Collected data:
======
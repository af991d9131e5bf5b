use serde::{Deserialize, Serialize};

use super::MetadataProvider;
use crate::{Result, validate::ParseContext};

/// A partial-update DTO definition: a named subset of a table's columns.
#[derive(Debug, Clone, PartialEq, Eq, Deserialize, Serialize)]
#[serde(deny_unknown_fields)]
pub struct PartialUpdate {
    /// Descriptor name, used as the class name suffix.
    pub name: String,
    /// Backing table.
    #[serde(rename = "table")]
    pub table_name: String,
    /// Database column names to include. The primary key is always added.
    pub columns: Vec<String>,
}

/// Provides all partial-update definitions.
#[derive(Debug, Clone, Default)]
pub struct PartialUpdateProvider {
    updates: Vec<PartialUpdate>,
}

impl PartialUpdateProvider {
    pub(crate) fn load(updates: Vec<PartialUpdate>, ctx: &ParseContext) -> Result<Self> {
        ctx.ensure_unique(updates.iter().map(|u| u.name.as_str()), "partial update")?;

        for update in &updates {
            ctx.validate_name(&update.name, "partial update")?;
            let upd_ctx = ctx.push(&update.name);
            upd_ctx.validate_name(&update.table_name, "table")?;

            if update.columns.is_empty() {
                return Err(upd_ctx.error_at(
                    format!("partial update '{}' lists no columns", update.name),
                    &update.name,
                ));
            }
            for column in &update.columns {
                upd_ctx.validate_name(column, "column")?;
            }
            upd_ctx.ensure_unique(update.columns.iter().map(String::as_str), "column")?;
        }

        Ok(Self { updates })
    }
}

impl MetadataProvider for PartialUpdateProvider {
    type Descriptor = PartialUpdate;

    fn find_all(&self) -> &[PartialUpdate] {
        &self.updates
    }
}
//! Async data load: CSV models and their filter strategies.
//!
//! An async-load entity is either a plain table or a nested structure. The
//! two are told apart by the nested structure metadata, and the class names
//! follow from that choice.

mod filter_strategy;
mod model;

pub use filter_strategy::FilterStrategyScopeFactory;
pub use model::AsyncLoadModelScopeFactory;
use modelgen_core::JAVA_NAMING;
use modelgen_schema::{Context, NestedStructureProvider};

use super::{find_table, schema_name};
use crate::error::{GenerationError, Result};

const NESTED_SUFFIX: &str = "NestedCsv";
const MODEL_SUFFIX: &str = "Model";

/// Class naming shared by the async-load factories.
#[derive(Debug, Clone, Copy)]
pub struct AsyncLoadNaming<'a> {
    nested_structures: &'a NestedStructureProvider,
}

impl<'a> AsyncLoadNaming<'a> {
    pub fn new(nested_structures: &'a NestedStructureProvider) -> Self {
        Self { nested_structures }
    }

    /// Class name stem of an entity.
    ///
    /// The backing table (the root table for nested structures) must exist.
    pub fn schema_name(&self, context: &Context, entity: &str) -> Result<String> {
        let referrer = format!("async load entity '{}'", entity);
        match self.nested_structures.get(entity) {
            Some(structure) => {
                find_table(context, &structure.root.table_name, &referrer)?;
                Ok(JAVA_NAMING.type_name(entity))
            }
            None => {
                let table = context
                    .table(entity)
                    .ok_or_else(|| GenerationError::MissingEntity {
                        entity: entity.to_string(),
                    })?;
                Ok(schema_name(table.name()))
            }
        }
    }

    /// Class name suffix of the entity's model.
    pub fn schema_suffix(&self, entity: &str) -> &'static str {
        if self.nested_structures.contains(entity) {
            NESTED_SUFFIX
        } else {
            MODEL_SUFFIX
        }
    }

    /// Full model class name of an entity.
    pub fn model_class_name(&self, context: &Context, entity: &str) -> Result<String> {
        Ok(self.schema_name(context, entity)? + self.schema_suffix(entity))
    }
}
======
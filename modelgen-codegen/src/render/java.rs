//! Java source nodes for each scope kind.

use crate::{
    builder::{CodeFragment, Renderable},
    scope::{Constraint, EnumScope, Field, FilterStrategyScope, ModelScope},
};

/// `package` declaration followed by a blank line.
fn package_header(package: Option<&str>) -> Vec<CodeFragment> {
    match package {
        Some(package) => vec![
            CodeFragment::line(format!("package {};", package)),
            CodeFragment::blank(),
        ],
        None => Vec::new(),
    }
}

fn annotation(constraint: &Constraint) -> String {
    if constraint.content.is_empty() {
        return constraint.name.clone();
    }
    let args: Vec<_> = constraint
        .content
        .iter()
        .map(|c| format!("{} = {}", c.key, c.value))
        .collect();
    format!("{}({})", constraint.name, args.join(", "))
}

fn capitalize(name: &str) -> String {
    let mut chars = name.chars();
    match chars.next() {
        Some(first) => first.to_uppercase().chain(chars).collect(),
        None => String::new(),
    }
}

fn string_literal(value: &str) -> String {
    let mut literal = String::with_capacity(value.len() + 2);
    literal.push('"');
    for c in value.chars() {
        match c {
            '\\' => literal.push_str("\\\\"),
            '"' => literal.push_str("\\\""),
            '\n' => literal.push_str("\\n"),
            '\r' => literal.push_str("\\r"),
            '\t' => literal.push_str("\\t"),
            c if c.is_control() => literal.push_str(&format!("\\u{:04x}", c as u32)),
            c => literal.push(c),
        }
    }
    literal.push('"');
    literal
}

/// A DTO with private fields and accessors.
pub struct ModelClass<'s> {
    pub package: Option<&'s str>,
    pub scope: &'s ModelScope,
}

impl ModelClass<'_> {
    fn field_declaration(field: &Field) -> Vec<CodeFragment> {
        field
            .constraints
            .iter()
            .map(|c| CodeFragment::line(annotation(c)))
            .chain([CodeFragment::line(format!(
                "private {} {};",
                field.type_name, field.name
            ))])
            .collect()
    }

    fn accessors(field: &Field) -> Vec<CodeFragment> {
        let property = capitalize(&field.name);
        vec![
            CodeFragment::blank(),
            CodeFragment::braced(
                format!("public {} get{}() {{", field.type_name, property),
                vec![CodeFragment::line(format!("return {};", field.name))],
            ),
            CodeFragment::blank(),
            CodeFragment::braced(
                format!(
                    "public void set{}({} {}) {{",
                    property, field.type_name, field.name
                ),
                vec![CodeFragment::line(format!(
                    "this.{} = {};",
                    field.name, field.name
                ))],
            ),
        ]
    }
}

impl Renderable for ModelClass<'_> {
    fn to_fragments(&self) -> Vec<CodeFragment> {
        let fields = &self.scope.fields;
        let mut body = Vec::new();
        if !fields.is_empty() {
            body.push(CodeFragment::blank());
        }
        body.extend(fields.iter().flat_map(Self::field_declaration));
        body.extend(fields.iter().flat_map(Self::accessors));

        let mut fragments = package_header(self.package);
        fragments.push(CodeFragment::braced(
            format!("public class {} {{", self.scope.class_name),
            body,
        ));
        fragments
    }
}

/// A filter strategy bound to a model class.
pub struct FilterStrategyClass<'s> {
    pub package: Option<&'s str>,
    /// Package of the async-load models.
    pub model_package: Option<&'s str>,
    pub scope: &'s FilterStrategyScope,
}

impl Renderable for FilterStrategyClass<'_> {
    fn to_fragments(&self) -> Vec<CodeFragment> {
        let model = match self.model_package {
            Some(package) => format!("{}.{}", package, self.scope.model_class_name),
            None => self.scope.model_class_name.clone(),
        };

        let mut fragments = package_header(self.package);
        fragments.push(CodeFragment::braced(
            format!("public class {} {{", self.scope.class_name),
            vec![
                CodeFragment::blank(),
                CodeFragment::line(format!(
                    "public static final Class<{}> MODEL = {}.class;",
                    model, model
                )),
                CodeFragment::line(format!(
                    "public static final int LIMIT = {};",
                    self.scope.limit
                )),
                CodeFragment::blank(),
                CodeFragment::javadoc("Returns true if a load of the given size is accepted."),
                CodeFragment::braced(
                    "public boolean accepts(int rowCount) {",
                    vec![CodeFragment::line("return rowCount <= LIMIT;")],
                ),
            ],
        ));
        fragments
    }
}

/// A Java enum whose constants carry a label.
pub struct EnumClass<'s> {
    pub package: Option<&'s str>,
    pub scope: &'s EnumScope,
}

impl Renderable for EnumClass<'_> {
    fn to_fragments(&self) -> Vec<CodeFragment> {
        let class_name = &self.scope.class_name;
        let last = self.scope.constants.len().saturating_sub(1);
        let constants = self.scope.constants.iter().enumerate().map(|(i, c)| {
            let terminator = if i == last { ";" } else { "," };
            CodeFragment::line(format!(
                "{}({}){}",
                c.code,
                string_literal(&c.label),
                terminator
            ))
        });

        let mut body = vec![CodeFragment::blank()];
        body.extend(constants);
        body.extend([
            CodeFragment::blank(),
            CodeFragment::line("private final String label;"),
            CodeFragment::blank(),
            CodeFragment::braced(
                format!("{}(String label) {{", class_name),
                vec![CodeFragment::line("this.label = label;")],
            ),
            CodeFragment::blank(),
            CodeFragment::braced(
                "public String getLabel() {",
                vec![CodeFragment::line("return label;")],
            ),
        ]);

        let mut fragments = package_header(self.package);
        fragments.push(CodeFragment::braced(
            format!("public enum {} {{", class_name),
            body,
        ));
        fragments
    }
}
======
Check each line of the records for "Debug" and copy the ones that contain it.

#[derive(Debug, Clone, PartialEq, Eq, Deserialize, Serialize)]
#[derive(Debug, Clone, Default)]
#[derive(Debug, Clone, Copy)]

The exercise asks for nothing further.